A Narrow and Temporary Measure, not a Retreat
What the Times story omits is crucial context from the Commission on Accreditation’s (CoA) own March 21 memo. Far from a wholesale rollback of diversity, the CoA’s action is a targeted, interim pause on enforcing a few specific standards – those related explicitly to how programs recruit and retain diverse students and faculty. The suspension was voted on March 13, 2025, as an immediate and temporary step. Why? Recent executive orders and legal moves have put training programs in a bind. In January, the new administration issued an “Ending Illegal Discrimination” executive order – a directive cynically aimed at dismantling many Diversities, Equity, and Inclusion (DEI) efforts. A federal court initially paused that order, but as of mid-March a higher court allowed it to take effect pending litigation. In other words, the accrediting body was caught between its accreditation standards and a sudden shift in federal law branding some of those standards as “illegal.”
Rather than risk the very existence of accreditation itself, the CoA chose to temporarily suspend enforcement of a subset of diversity-related requirements until the legal dust settles. This is not a permanent policy change, nor an abandonment of DEI ideals. It is a stopgap, made in a climate where refusing to adjust could mean jeopardizing the accreditation of all psychology programs (an outcome that would serve no one, least of all students from marginalized backgrounds). The Times piece failed to emphasize this narrow scope and temporary timeframe. The phrase “suspends diversity standards” paints with too broad a brush. What’s suspended is one facet of diversity accountability – not the concept of diversity itself, and not for the long term.

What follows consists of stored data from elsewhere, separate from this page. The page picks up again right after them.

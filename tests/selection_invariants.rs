//! Selection invariants: budget ceilings hold exactly, output paths are a
//! subset of the scan, and nothing escapes the tree root.

use std::collections::BTreeSet;
use std::fs;

use repo_context::engine::{ContextEngine, EngineConfig};
use repo_context::types::{ContextBudget, RepoId, TreeVersion};
use tempfile::tempdir;

fn engine() -> ContextEngine {
    ContextEngine::new(EngineConfig {
        timeout: None,
        ..EngineConfig::default()
    })
}

fn fixture() -> (tempfile::TempDir, BTreeSet<String>) {
    let dir = tempdir().unwrap();
    fs::create_dir_all(dir.path().join("srv/api")).unwrap();
    let files = [
        ("main.py", "from srv.api.routes import router\n"),
        ("srv/api/routes.py", "ROUTES = ['login', 'logout']\n"),
        ("srv/api/auth.py", "def check(token):\n    return token\n"),
        ("srv/db.py", "POOL_SIZE = 10\n"),
        ("README.md", "# Service\nAuth and routing.\n"),
    ];
    let mut paths = BTreeSet::new();
    for (path, content) in files {
        fs::write(dir.path().join(path), content).unwrap();
        paths.insert(path.to_string());
    }
    (dir, paths)
}

#[test]
fn invariant_bundle_respects_every_ceiling() {
    let (dir, _) = fixture();
    let budgets = [
        ContextBudget { max_tokens: 10, max_files: 1, max_chars_per_file: 100, max_depth: 3 },
        ContextBudget { max_tokens: 60, max_files: 3, max_chars_per_file: 50, max_depth: 3 },
        ContextBudget { max_tokens: 10_000, max_files: 100, max_chars_per_file: 10_000, max_depth: 2 },
    ];

    for budget in budgets {
        let bundle = engine()
            .build_context(
                dir.path(),
                &RepoId::new("inv"),
                &TreeVersion::new("v1"),
                "auth token routing",
                &budget,
            )
            .unwrap();

        let token_sum: usize = bundle.files.iter().map(|f| f.tokens).sum();
        assert_eq!(token_sum, bundle.stats.tokens_used);
        assert!(bundle.stats.tokens_used <= budget.max_tokens);
        assert!(bundle.files.len() <= budget.max_files);
        for file in &bundle.files {
            assert!(file.content.len() <= budget.max_chars_per_file);
        }
    }
}

#[test]
fn invariant_paths_come_from_the_scan_and_never_traverse() {
    let (dir, known) = fixture();
    let bundle = engine()
        .build_context(
            dir.path(),
            &RepoId::new("inv"),
            &TreeVersion::new("v1"),
            "auth token routing",
            &ContextBudget::default(),
        )
        .unwrap();

    assert!(!bundle.files.is_empty());
    for file in &bundle.files {
        assert!(known.contains(&file.path), "fabricated path {}", file.path);
        assert!(!file.path.split('/').any(|seg| seg == ".."));
        assert!(!file.path.starts_with('/'));
    }
}

#[test]
fn invariant_accounting_covers_all_considered_files() {
    let (dir, _) = fixture();
    let budget = ContextBudget {
        max_tokens: 30,
        max_files: 2,
        ..ContextBudget::default()
    };
    let bundle = engine()
        .build_context(
            dir.path(),
            &RepoId::new("inv"),
            &TreeVersion::new("v1"),
            "auth token routing",
            &budget,
        )
        .unwrap();

    assert_eq!(bundle.stats.files_considered, 5);
    assert_eq!(bundle.stats.files_selected, bundle.files.len());
    assert_eq!(
        bundle.stats.files_selected + bundle.stats.files_excluded_by_budget,
        bundle.stats.files_considered
    );
}
use serde::{Deserialize, Serialize};

use crate::types::file_record::FileRecord;

/// Hard ceilings for one context request. Immutable once supplied.
#[derive(Debug, Clone, PartialEq, Eq, Serialize, Deserialize)]
pub struct ContextBudget {
    pub max_tokens: usize,
    pub max_files: usize,
    pub max_chars_per_file: usize,
    pub max_depth: usize,
}

impl Default for ContextBudget {
    fn default() -> Self {
        Self {
            max_tokens: 15_000,
            max_files: 20,
            max_chars_per_file: 10_000,
            max_depth: 3,
        }
    }
}

/// Which signals contributed to a file's score, for diagnostics.
#[derive(Debug, Clone, Copy, PartialEq, Eq, Serialize, Deserialize)]
#[serde(rename_all = "snake_case")]
pub enum MatchReason {
    PathKeyword,
    ContentKeyword,
    LanguagePrior,
    DepthPrior,
    ConfigFile,
    EntryPoint,
    GraphNeighbor,
}

/// Internal: a file that has been scored and tokenized but not yet selected.
/// Borrows the record to avoid cloning content before selection decides.
#[derive(Debug, Clone)]
pub struct ScoredFile<'a> {
    pub record: &'a FileRecord,
    pub score: f32,
    pub reasons: Vec<MatchReason>,
    pub token_estimate: usize,
}

/// A selected file in the output bundle. Fully self-contained and
/// serializable; content may be truncated at a line boundary.
#[derive(Debug, Clone, PartialEq, Serialize, Deserialize)]
pub struct SelectedFile {
    pub path: String,
    /// Owned here because it is part of the final output payload.
    pub content: String,
    pub score: f32,
    pub tokens: usize,
    pub truncated: bool,
    pub reasons: Vec<MatchReason>,
}

/// Aggregate outcome of scanning and selection.
#[derive(Debug, Clone, PartialEq, Eq, Serialize, Deserialize)]
pub struct BundleStats {
    pub files_considered: usize,
    pub files_selected: usize,
    pub files_excluded_by_budget: usize,
    pub tokens_used: usize,
    /// Set when a scan deadline or read failure degraded the result.
    pub partial: bool,
}

/// The engine's sole output artifact. Immutable once produced; files appear
/// in selection (score) order.
#[derive(Debug, Clone, PartialEq, Serialize, Deserialize)]
pub struct ContextBundle {
    pub files: Vec<SelectedFile>,
    pub stats: BundleStats,
}

impl ContextBundle {
    pub fn total_tokens_estimated(&self) -> usize {
        self.stats.tokens_used
    }

    pub fn files_considered_count(&self) -> usize {
        self.stats.files_considered
    }
}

Crucially, the CoA explicitly reaffirmed that all other accreditation standards supporting diversity remain in full effect. Programs must still provide education and training that respects cultural and individual differences and prepares students to serve all segments of society. They must still uphold nondiscriminatory policies and avoid any actions that restrict access or success in training on irrelevant grounds. In the CoA’s own words, “the educational benefit of diversity is a core tenet” of psychology training that hasn’t changed. So, while one might imagine from the New York Times article that diversity values were tossed overboard to keep psychology afloat, in truth, these values remain like our sail and rudder—guiding psychology’s training programs through turbulent and temporary political storms. “Rather than passively anchoring without adapting to the current political context, an approach that could risk disaster for everyone within accredited training programs, our professional standards continue skillfully adjusting in the present to changing conditions and steering us actively toward the direction of inclusion, cultural humility, and ethical integrity.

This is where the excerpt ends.